▸ WORK ITEM
Find every line in the records below that contains "core", and copy it.

═════ DATA TO EXAMINE

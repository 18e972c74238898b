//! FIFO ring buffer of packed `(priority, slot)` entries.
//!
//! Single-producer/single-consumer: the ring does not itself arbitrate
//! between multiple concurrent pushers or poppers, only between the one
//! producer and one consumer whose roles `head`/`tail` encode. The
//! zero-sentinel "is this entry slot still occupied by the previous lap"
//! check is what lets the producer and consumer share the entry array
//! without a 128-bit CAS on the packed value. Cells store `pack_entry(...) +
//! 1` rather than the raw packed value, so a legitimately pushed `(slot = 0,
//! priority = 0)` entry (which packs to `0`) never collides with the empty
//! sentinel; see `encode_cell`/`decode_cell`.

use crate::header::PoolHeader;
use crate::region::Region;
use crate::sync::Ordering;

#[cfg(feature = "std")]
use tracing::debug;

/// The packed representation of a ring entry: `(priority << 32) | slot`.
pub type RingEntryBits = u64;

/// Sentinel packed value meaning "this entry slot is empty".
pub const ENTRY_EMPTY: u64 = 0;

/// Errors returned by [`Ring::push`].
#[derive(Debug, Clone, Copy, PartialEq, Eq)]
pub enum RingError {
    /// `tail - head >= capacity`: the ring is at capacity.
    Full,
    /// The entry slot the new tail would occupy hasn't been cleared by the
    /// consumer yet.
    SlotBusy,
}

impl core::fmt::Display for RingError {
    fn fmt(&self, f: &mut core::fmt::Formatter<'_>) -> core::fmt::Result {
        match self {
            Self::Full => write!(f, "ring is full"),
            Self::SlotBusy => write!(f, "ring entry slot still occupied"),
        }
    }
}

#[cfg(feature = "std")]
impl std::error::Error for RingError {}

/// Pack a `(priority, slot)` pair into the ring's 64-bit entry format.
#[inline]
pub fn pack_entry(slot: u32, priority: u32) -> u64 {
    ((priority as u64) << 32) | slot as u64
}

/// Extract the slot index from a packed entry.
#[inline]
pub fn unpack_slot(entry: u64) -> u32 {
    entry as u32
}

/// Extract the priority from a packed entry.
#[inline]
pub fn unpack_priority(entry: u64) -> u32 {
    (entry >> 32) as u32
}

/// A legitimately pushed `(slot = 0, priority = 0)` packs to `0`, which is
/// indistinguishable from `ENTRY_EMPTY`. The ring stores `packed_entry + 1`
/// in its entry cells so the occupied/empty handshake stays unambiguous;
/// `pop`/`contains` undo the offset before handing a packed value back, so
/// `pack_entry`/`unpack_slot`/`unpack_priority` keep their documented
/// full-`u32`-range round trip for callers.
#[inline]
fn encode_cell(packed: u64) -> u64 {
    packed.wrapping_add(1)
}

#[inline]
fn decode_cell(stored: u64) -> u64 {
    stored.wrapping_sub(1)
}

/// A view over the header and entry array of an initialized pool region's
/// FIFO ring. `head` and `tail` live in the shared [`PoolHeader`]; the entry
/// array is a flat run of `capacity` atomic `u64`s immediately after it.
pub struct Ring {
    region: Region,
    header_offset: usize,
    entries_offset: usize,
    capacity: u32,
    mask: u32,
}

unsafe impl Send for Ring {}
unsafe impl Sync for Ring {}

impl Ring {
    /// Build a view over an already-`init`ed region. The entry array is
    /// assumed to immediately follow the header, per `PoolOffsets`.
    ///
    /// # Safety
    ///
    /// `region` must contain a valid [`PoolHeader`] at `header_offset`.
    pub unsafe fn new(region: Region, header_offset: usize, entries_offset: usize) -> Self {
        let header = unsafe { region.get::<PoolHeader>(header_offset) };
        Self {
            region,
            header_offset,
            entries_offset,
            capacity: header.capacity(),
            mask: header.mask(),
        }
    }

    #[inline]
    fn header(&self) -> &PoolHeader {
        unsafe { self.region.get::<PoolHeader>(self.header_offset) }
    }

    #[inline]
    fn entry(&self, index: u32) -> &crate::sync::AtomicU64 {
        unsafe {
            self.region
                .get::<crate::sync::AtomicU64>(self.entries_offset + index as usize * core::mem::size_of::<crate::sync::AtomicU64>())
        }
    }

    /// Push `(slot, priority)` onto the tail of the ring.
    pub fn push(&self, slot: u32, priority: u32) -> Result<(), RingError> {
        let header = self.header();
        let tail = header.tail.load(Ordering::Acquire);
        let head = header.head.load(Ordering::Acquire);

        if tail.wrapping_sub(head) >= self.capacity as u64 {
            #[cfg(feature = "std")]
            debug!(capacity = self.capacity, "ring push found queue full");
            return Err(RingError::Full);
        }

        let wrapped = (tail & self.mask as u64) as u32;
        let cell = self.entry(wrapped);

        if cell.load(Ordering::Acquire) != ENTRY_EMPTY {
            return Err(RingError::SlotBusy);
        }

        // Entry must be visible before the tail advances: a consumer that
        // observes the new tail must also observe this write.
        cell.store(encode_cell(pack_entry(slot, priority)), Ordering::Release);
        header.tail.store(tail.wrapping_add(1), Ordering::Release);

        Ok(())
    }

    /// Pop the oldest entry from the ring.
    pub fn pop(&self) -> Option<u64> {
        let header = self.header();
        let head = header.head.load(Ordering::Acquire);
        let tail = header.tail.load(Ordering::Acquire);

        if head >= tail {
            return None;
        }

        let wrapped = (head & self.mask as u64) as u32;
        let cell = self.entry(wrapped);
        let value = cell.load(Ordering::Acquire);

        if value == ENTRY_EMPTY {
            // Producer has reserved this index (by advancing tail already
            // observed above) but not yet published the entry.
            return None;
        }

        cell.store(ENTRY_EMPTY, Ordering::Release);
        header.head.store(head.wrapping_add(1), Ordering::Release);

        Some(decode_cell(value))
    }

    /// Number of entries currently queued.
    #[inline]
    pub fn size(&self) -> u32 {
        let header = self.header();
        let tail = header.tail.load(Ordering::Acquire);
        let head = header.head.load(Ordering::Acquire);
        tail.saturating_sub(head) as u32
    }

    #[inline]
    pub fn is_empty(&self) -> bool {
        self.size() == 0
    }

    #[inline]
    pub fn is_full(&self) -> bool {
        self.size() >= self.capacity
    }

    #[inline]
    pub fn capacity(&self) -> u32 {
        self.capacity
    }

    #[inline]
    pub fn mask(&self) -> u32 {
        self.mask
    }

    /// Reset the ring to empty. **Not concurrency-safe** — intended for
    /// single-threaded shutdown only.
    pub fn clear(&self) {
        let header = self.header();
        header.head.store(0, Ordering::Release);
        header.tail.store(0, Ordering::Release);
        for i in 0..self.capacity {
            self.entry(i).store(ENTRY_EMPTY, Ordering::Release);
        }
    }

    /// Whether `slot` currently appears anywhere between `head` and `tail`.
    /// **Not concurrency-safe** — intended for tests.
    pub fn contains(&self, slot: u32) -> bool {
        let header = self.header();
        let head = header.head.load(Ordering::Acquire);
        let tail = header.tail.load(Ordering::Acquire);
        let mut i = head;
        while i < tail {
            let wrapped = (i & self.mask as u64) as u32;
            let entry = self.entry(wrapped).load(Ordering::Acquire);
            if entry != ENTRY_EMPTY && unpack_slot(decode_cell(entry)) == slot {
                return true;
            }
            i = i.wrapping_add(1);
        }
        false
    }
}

══════════
═════ DATA TO EXAMINE

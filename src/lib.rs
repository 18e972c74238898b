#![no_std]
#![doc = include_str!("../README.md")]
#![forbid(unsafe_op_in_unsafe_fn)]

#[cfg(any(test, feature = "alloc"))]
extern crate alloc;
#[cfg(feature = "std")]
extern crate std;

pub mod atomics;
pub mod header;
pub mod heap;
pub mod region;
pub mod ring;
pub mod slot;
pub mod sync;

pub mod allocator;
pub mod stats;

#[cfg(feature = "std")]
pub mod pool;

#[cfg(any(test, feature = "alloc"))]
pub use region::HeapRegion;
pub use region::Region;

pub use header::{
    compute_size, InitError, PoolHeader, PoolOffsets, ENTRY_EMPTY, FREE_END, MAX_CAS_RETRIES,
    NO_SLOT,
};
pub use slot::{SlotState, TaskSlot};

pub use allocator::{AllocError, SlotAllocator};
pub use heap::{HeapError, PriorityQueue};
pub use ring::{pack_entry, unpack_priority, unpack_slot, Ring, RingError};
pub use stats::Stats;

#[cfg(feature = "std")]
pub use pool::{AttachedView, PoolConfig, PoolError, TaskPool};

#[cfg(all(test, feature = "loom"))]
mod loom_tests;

══════════

▸ WRITTEN ANSWER
impl core::fmt::Display for RingError {
    fn fmt(&self, f: &mut core::fmt::Formatter<'_>) -> core::fmt::Result {
                .get::<crate::sync::AtomicU64>(self.entries_offset + index as usize * core::mem::size_of::<crate::sync::AtomicU64>())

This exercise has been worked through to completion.